Headshot of Alexandra Szabó.

 
Alexandra Szabó, a PhD candidate in History at Brandeis University, has been awarded the 2023-2024 Margee and Douglas Greenberg Research Fellowship at the USC Dornsife Center for Advanced Genocide Research. She will be residence for a month during the Spring 2024 semester to conduct research for her dissertation, in which she investigates Hungarian Romani and Jewish women’s experiences of fertility abuses (failed pregnancies, miscarriages, sterilizations, postwar infertility) in the shadow of Nazi persecution.

During her time at the Center, Szabó will draw on the Holocaust survivor testimonies from the USC Shoah Foundation Visual History Archives (VHA), as well as materials in the Holocaust and Genocide Collection at USC Libraries. In her project, Szabó examines these women’s experiences not only during the war but in the years since, analyzing the short and long-term impacts of these abuses and exploring how survivors discuss these experiences – or not – after the war, including in the form of survivor testimony.
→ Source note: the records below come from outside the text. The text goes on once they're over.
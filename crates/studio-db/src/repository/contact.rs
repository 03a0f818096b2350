//! # Contact Repository
//!
//! Collectors, galleries, vendors and staff.
//!
//! ## Delete Policy
//! ```text
//! ┌─────────────────────────────────────────────────────────────────────────┐
//! │  DELETE contact                                                        │
//! │    ├── crm_notes                     CASCADE                           │
//! │    ├── consignments (as gallery)     CASCADE  (and their items)        │
//! │    ├── orders.buyer_contact_id       SET NULL                          │
//! │    └── coa_certificates.purchaser    SET NULL                          │
//! └─────────────────────────────────────────────────────────────────────────┘
//! ```
//!
//! Emails are unique when present. A blank email is stored as NULL, so any
//! number of contacts may have none.

use serde::{Deserialize, Serialize};
use sqlx::{QueryBuilder, Sqlite, SqliteConnection, SqlitePool};
use tracing::debug;

use studio_core::validation::{require, ContactInput};
use studio_core::{Contact, ContactKind, ValidationError};

use super::{
    count_references, new_id, push_page, push_search, row_exists, value_taken, Page, PageRequest,
};
use crate::error::{DbError, DbResult};

const SELECT_CONTACT: &str = "SELECT id, kind, name, email, phone, notes FROM contacts";

#[derive(Debug, Clone, Default, PartialEq, Serialize, Deserialize)]
pub struct ContactFilter {
    pub kind: Option<ContactKind>,
    /// Matches name, email, phone and notes.
    pub search: Option<String>,
    pub page: PageRequest,
}

#[derive(Debug, Clone)]
pub struct ContactRepository {
    pool: SqlitePool,
}

impl ContactRepository {
    pub fn new(pool: SqlitePool) -> Self {
        ContactRepository { pool }
    }

    /// Creates a contact.
    ///
    /// ## Errors
    /// - `Validation` with `Duplicate` on `email` when another contact has it
    pub async fn create(&self, input: &ContactInput) -> DbResult<Contact> {
        input.validate()?;

        let mut tx = self.pool.begin().await?;

        check_email(&mut tx, input, None).await?;
        let contact = build(new_id(), input)?;

        sqlx::query(
            r#"
            INSERT INTO contacts (id, kind, name, email, phone, notes)
            VALUES (?1, ?2, ?3, ?4, ?5, ?6)
            "#,
        )
        .bind(&contact.id)
        .bind(contact.kind)
        .bind(&contact.name)
        .bind(&contact.email)
        .bind(&contact.phone)
        .bind(&contact.notes)
        .execute(&mut *tx)
        .await
        .map_err(|e| email_conflict(e.into(), &contact))?;

        tx.commit().await?;

        debug!(id = %contact.id, kind = %contact.kind, "Created contact");
        Ok(contact)
    }

    pub async fn get_by_id(&self, id: &str) -> DbResult<Option<Contact>> {
        let contact = sqlx::query_as::<_, Contact>(&format!("{SELECT_CONTACT} WHERE id = ?1"))
            .bind(id)
            .fetch_optional(&self.pool)
            .await?;

        Ok(contact)
    }

    /// Looks a contact up by email, ignoring surrounding whitespace.
    pub async fn get_by_email(&self, email: &str) -> DbResult<Option<Contact>> {
        let contact = sqlx::query_as::<_, Contact>(&format!("{SELECT_CONTACT} WHERE email = ?1"))
            .bind(email.trim())
            .fetch_optional(&self.pool)
            .await?;

        Ok(contact)
    }

    /// Updates a contact.
    ///
    /// ## Errors
    /// - `Validation` with `Duplicate` on `email` when another contact has it
    /// - `Validation` with `NotAllowed` on `kind` when a gallery that still
    ///   holds consignments is changed to another kind
    pub async fn update(&self, id: &str, input: &ContactInput) -> DbResult<Contact> {
        input.validate()?;

        let mut tx = self.pool.begin().await?;

        if !row_exists(&mut tx, "contacts", id).await? {
            return Err(DbError::not_found("Contact", id));
        }
        check_email(&mut tx, input, Some(id)).await?;

        let contact = build(id.to_string(), input)?;
        check_gallery_kind(&mut tx, &contact).await?;

        sqlx::query(
            r#"
            UPDATE contacts SET
                kind = ?2,
                name = ?3,
                email = ?4,
                phone = ?5,
                notes = ?6
            WHERE id = ?1
            "#,
        )
        .bind(&contact.id)
        .bind(contact.kind)
        .bind(&contact.name)
        .bind(&contact.email)
        .bind(&contact.phone)
        .bind(&contact.notes)
        .execute(&mut *tx)
        .await
        .map_err(|e| email_conflict(e.into(), &contact))?;

        tx.commit().await?;

        Ok(contact)
    }

    /// Deletes a contact along with its notes and consignments. Orders and
    /// certificates keep their rows with the contact reference cleared.
    pub async fn delete(&self, id: &str) -> DbResult<()> {
        debug!(id = %id, "Deleting contact");

        let result = sqlx::query("DELETE FROM contacts WHERE id = ?1")
            .bind(id)
            .execute(&self.pool)
            .await?;

        if result.rows_affected() == 0 {
            return Err(DbError::not_found("Contact", id));
        }

        Ok(())
    }

    /// Lists contacts ordered by name.
    pub async fn list(&self, filter: &ContactFilter) -> DbResult<Page<Contact>> {
        let mut count = QueryBuilder::<Sqlite>::new("SELECT COUNT(*) FROM contacts WHERE 1 = 1");
        push_filters(&mut count, filter)?;
        let total: i64 = count.build_query_scalar().fetch_one(&self.pool).await?;

        let mut select = QueryBuilder::<Sqlite>::new(SELECT_CONTACT);
        select.push(" WHERE 1 = 1");
        push_filters(&mut select, filter)?;
        select.push(" ORDER BY name, id");
        push_page(&mut select, &filter.page);

        let contacts = select.build_query_as::<Contact>().fetch_all(&self.pool).await?;

        Ok(Page::new(contacts, total, &filter.page))
    }
}

fn push_filters(qb: &mut QueryBuilder<'_, Sqlite>, filter: &ContactFilter) -> DbResult<()> {
    if let Some(kind) = filter.kind {
        qb.push(" AND kind = ").push_bind(kind);
    }
    push_search(qb, filter.search.as_deref(), &["name", "email", "phone", "notes"])
}

fn build(id: String, input: &ContactInput) -> DbResult<Contact> {
    Ok(Contact {
        id,
        kind: require("kind", input.kind)?,
        name: input.name.trim().to_string(),
        email: input.normalized_email().map(str::to_string),
        phone: input.phone.clone(),
        notes: input.notes.clone(),
    })
}

async fn check_email(
    conn: &mut SqliteConnection,
    input: &ContactInput,
    exclude_id: Option<&str>,
) -> DbResult<()> {
    if let Some(email) = input.normalized_email() {
        if value_taken(conn, "contacts", "email", email, exclude_id).await? {
            return Err(DbError::duplicate("email", email));
        }
    }
    Ok(())
}

/// Consignments must keep pointing at a gallery.
async fn check_gallery_kind(conn: &mut SqliteConnection, contact: &Contact) -> DbResult<()> {
    if contact.kind == ContactKind::Gallery {
        return Ok(());
    }
    if count_references(conn, "consignments", "gallery_contact_id", &contact.id).await? > 0 {
        return Err(ValidationError::NotAllowed {
            field: "kind".to_string(),
            allowed: vec![ContactKind::Gallery.as_str().to_string()],
        }
        .into());
    }
    Ok(())
}

fn email_conflict(err: DbError, contact: &Contact) -> DbError {
    match (&contact.email, err.is_unique_violation_on("contacts.email")) {
        (Some(email), true) => DbError::duplicate("email", email.as_str()),
        _ => err,
    }
}

#[cfg(test)]
mod tests {
    use super::*;
    use crate::repository::test_support::*;
    use chrono::Utc;
    use studio_core::validation::{CoaInput, OrderInput};

    fn collector(name: &str, email: Option<&str>) -> ContactInput {
        ContactInput {
            kind: Some(ContactKind::Collector),
            name: name.to_string(),
            email: email.map(str::to_string),
            ..Default::default()
        }
    }

    #[tokio::test]
    async fn test_duplicate_email_rejected() {
        let db = test_db().await;
        db.contacts()
            .create(&collector("Ada", Some("ada@example.com")))
            .await
            .unwrap();

        let err = db
            .contacts()
            .create(&collector("Ada Again", Some(" ada@example.com ")))
            .await
            .unwrap_err();
        assert!(matches!(
            err.validation_errors().unwrap().get("email"),
            Some(ValidationError::Duplicate { .. })
        ));

        let page = db.contacts().list(&ContactFilter::default()).await.unwrap();
        assert_eq!(page.total, 1);
    }

    #[tokio::test]
    async fn test_blank_emails_never_collide() {
        let db = test_db().await;
        let first = db.contacts().create(&collector("Ada", Some("  "))).await.unwrap();
        db.contacts().create(&collector("Grace", Some(""))).await.unwrap();
        db.contacts().create(&collector("Hedy", None)).await.unwrap();

        assert_eq!(first.email, None);
        let page = db.contacts().list(&ContactFilter::default()).await.unwrap();
        assert_eq!(page.total, 3);
    }

    #[tokio::test]
    async fn test_update_keeps_own_email() {
        let db = test_db().await;
        let ada = db
            .contacts()
            .create(&collector("Ada", Some("ada@example.com")))
            .await
            .unwrap();
        db.contacts()
            .create(&collector("Grace", Some("grace@example.com")))
            .await
            .unwrap();

        let renamed = db
            .contacts()
            .update(&ada.id, &collector("Ada Lovelace", Some("ada@example.com")))
            .await
            .unwrap();
        assert_eq!(renamed.name, "Ada Lovelace");

        let err = db
            .contacts()
            .update(&ada.id, &collector("Ada", Some("grace@example.com")))
            .await
            .unwrap_err();
        assert!(err.validation_errors().unwrap().has("email"));

        let found = db.contacts().get_by_email("ada@example.com").await.unwrap().unwrap();
        assert_eq!(found.name, "Ada Lovelace");
    }

    #[tokio::test]
    async fn test_delete_clears_buyer_and_purchaser() {
        let db = test_db().await;
        let ada = contact(&db, ContactKind::Collector, "Ada").await;

        let sold = db
            .orders()
            .create(&OrderInput {
                buyer_contact_id: Some(ada.id.clone()),
                ..Default::default()
            })
            .await
            .unwrap();
        let coa = db
            .coas()
            .create(&CoaInput {
                serial_no: "1/10".to_string(),
                purchaser_contact_id: Some(ada.id.clone()),
                issued_at: Some(Utc::now()),
                ..Default::default()
            })
            .await
            .unwrap();

        db.contacts().delete(&ada.id).await.unwrap();

        let sold = db.orders().get_by_id(&sold.id).await.unwrap().unwrap();
        assert_eq!(sold.buyer_contact_id, None);
        let coa = db.coas().get_by_id(&coa.id).await.unwrap().unwrap();
        assert_eq!(coa.purchaser_contact_id, None);
    }

    #[tokio::test]
    async fn test_delete_gallery_cascades_consignments() {
        let db = test_db().await;
        let gallery = contact(&db, ContactKind::Gallery, "Harbor Gallery").await;
        let held = consignment(&db, &gallery.id).await;

        db.contacts().delete(&gallery.id).await.unwrap();

        assert!(db.consignments().get_by_id(&held.id).await.unwrap().is_none());
        assert!(matches!(
            db.contacts().delete(&gallery.id).await,
            Err(DbError::NotFound { .. })
        ));
    }

    #[tokio::test]
    async fn test_gallery_with_consignments_keeps_its_kind() {
        let db = test_db().await;
        let gallery = contact(&db, ContactKind::Gallery, "Harbor Gallery").await;
        let held = consignment(&db, &gallery.id).await;

        let as_collector = ContactInput {
            kind: Some(ContactKind::Collector),
            name: "Harbor Gallery".to_string(),
            ..Default::default()
        };
        let err = db.contacts().update(&gallery.id, &as_collector).await.unwrap_err();
        assert!(matches!(
            err.validation_errors().unwrap().get("kind"),
            Some(ValidationError::NotAllowed { allowed, .. }) if allowed == &["gallery".to_string()]
        ));
        let stored = db.contacts().get_by_id(&gallery.id).await.unwrap().unwrap();
        assert_eq!(stored.kind, ContactKind::Gallery);

        // renaming without changing kind is fine
        let renamed = db
            .contacts()
            .update(
                &gallery.id,
                &ContactInput {
                    kind: Some(ContactKind::Gallery),
                    name: "Harborview".to_string(),
                    ..Default::default()
                },
            )
            .await
            .unwrap();
        assert_eq!(renamed.name, "Harborview");

        db.consignments().delete(&held.id).await.unwrap();
        let changed = db.contacts().update(&gallery.id, &as_collector).await.unwrap();
        assert_eq!(changed.kind, ContactKind::Collector);
    }

    #[tokio::test]
    async fn test_list_filters_by_kind_and_search() {
        let db = test_db().await;
        contact(&db, ContactKind::Gallery, "Harbor Gallery").await;
        contact(&db, ContactKind::Collector, "Ada").await;
        db.contacts()
            .create(&collector("Grace", Some("grace@harbor.example")))
            .await
            .unwrap();

        let page = db
            .contacts()
            .list(&ContactFilter {
                search: Some("harbor".to_string()),
                ..Default::default()
            })
            .await
            .unwrap();
        assert_eq!(page.total, 2);
        assert_eq!(page.items[0].name, "Grace");

        let page = db
            .contacts()
            .list(&ContactFilter {
                kind: Some(ContactKind::Gallery),
                ..Default::default()
            })
            .await
            .unwrap();
        assert_eq!(page.total, 1);
    }
}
Szabó earned her BA in American Studies and Pedagogy at the PPKE University in Budapest. She holds two MA degrees – one in Literary and Cultural Studies from Eötvös Loránd University (ELTE) and the other in History from Central European University. In her first master’s thesis, she analyzed literary representations of a changing Jewish identity by comparing modes of portrayals before and after the war through Hungarian literature. For her second master’s thesis, she researched the return of deported survivors to Hungary from labor and concentration camps after liberation. Szabó co-founded and serves as a researcher for the interdisciplinary Digital Lens Research Group at ELTE University, which pursues digital research on Holocaust testimonies, focusing particularly on gendered experiences of the Holocaust, topographies of persecution, and language.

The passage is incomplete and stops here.